Where does the word "transparent" occur in the entries below? Copy every line that has it.
BEGIN MATERIAL FOR THIS TASK
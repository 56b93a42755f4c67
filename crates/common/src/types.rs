use serde::{Deserialize, Serialize};
use uuid::Uuid;

macro_rules! uuid_id {
    ($(#[$meta:meta])* $name:ident) => {
        $(#[$meta])*
        #[derive(Debug, Clone, Copy, PartialEq, Eq, PartialOrd, Ord, Hash, Serialize, Deserialize)]
        #[serde(transparent)]
        pub struct $name(Uuid);

        impl $name {
            /// Creates a new random identifier.
            pub fn new() -> Self {
                Self(Uuid::new_v4())
            }

            /// Creates an identifier from an existing UUID.
            pub fn from_uuid(uuid: Uuid) -> Self {
                Self(uuid)
            }

            /// Returns the underlying UUID.
            pub fn as_uuid(&self) -> Uuid {
                self.0
            }
        }

        impl Default for $name {
            fn default() -> Self {
                Self::new()
            }
        }

        impl std::fmt::Display for $name {
            fn fmt(&self, f: &mut std::fmt::Formatter<'_>) -> std::fmt::Result {
                write!(f, "{}", self.0)
            }
        }

        impl std::str::FromStr for $name {
            type Err = uuid::Error;

            fn from_str(s: &str) -> Result<Self, Self::Err> {
                Uuid::parse_str(s).map(Self)
            }
        }

        impl From<Uuid> for $name {
            fn from(uuid: Uuid) -> Self {
                Self(uuid)
            }
        }

        impl From<$name> for Uuid {
            fn from(id: $name) -> Self {
                id.0
            }
        }
    };
}

uuid_id!(
    /// Unique identifier for a shopping cart.
    CartId
);

uuid_id!(
    /// Unique identifier for a single line in a cart.
    CartItemId
);

uuid_id!(
    /// Identity of the principal owning a cart.
    ///
    /// Each owner has at most one cart.
    OwnerId
);

/// Product identifier (SKU) as known to the product catalog.
#[derive(Debug, Clone, PartialEq, Eq, PartialOrd, Ord, Hash, Serialize, Deserialize)]
#[serde(transparent)]
pub struct ProductId(String);

impl ProductId {
    /// Creates a new product ID from a string.
    pub fn new(id: impl Into<String>) -> Self {
        Self(id.into())
    }

    /// Returns the product ID as a string slice.
    pub fn as_str(&self) -> &str {
        &self.0
    }
}

impl std::fmt::Display for ProductId {
    fn fmt(&self, f: &mut std::fmt::Formatter<'_>) -> std::fmt::Result {
        write!(f, "{}", self.0)
    }
}

impl From<String> for ProductId {
    fn from(s: String) -> Self {
        Self(s)
    }
}

impl From<&str> for ProductId {
    fn from(s: &str) -> Self {
        Self(s.to_string())
    }
}

impl AsRef<str> for ProductId {
    fn as_ref(&self) -> &str {
        &self.0
    }
}
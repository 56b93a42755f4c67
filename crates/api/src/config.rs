//! Application configuration loaded from environment variables.

use std::time::Duration;

use cart::DEFAULT_LOCK_TIMEOUT;

/// Output format of the log subscriber.
#[derive(Debug, Clone, Copy, PartialEq, Eq, Default)]
pub enum LogFormat {
    #[default]
    Text,
    Json,
}

impl LogFormat {
    fn parse(value: &str) -> Self {
        if value.eq_ignore_ascii_case("json") {
            LogFormat::Json
        } else {
            LogFormat::Text
        }
    }
}

/// Server configuration with sensible defaults.
///
/// Reads from environment variables:
/// - `HOST`: bind address (default: `"0.0.0.0"`)
/// - `PORT`: listen port (default: `3000`)
/// - `RUST_LOG`: tracing filter directive (default: `"info"`)
/// - `LOG_FORMAT`: `text` or `json` (default: `text`)
/// - `CART_LOCK_TIMEOUT_MS`: max wait for a cart lock (default: `5000`)
/// - `DATABASE_URL`: PostgreSQL connection string; carts are kept in memory when unset
#[derive(Debug, Clone)]
pub struct Config {
    pub host: String,
    pub port: u16,
    pub log_level: String,
    pub log_format: LogFormat,
    pub lock_timeout: Duration,
    pub database_url: Option<String>,
}

impl Config {
    /// Loads configuration from environment variables, falling back to defaults.
    pub fn from_env() -> Self {
        Self::from_lookup(|key| std::env::var(key).ok())
    }

    /// Builds configuration from an arbitrary variable lookup.
    pub fn from_lookup(lookup: impl Fn(&str) -> Option<String>) -> Self {
        let defaults = Self::default();

        Self {
            host: lookup("HOST").unwrap_or(defaults.host),
            port: lookup("PORT")
                .and_then(|p| p.parse().ok())
                .unwrap_or(defaults.port),
            log_level: lookup("RUST_LOG").unwrap_or(defaults.log_level),
            log_format: lookup("LOG_FORMAT")
                .map(|f| LogFormat::parse(&f))
                .unwrap_or(defaults.log_format),
            lock_timeout: lookup("CART_LOCK_TIMEOUT_MS")
                .and_then(|ms| ms.parse().ok())
                .map(Duration::from_millis)
                .unwrap_or(defaults.lock_timeout),
            database_url: lookup("DATABASE_URL").filter(|url| !url.is_empty()),
        }
    }

    /// Returns the `"host:port"` bind address string.
    pub fn addr(&self) -> String {
        format!("{}:{}", self.host, self.port)
    }
}

impl Default for Config {
    fn default() -> Self {
        Self {
            host: "0.0.0.0".to_string(),
            port: 3000,
            log_level: "info".to_string(),
            log_format: LogFormat::Text,
            lock_timeout: DEFAULT_LOCK_TIMEOUT,
            database_url: None,
        }
    }
}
END MATERIAL FOR THIS TASK
| RESPONSE AREA |
        #[serde(transparent)]
#[serde(transparent)]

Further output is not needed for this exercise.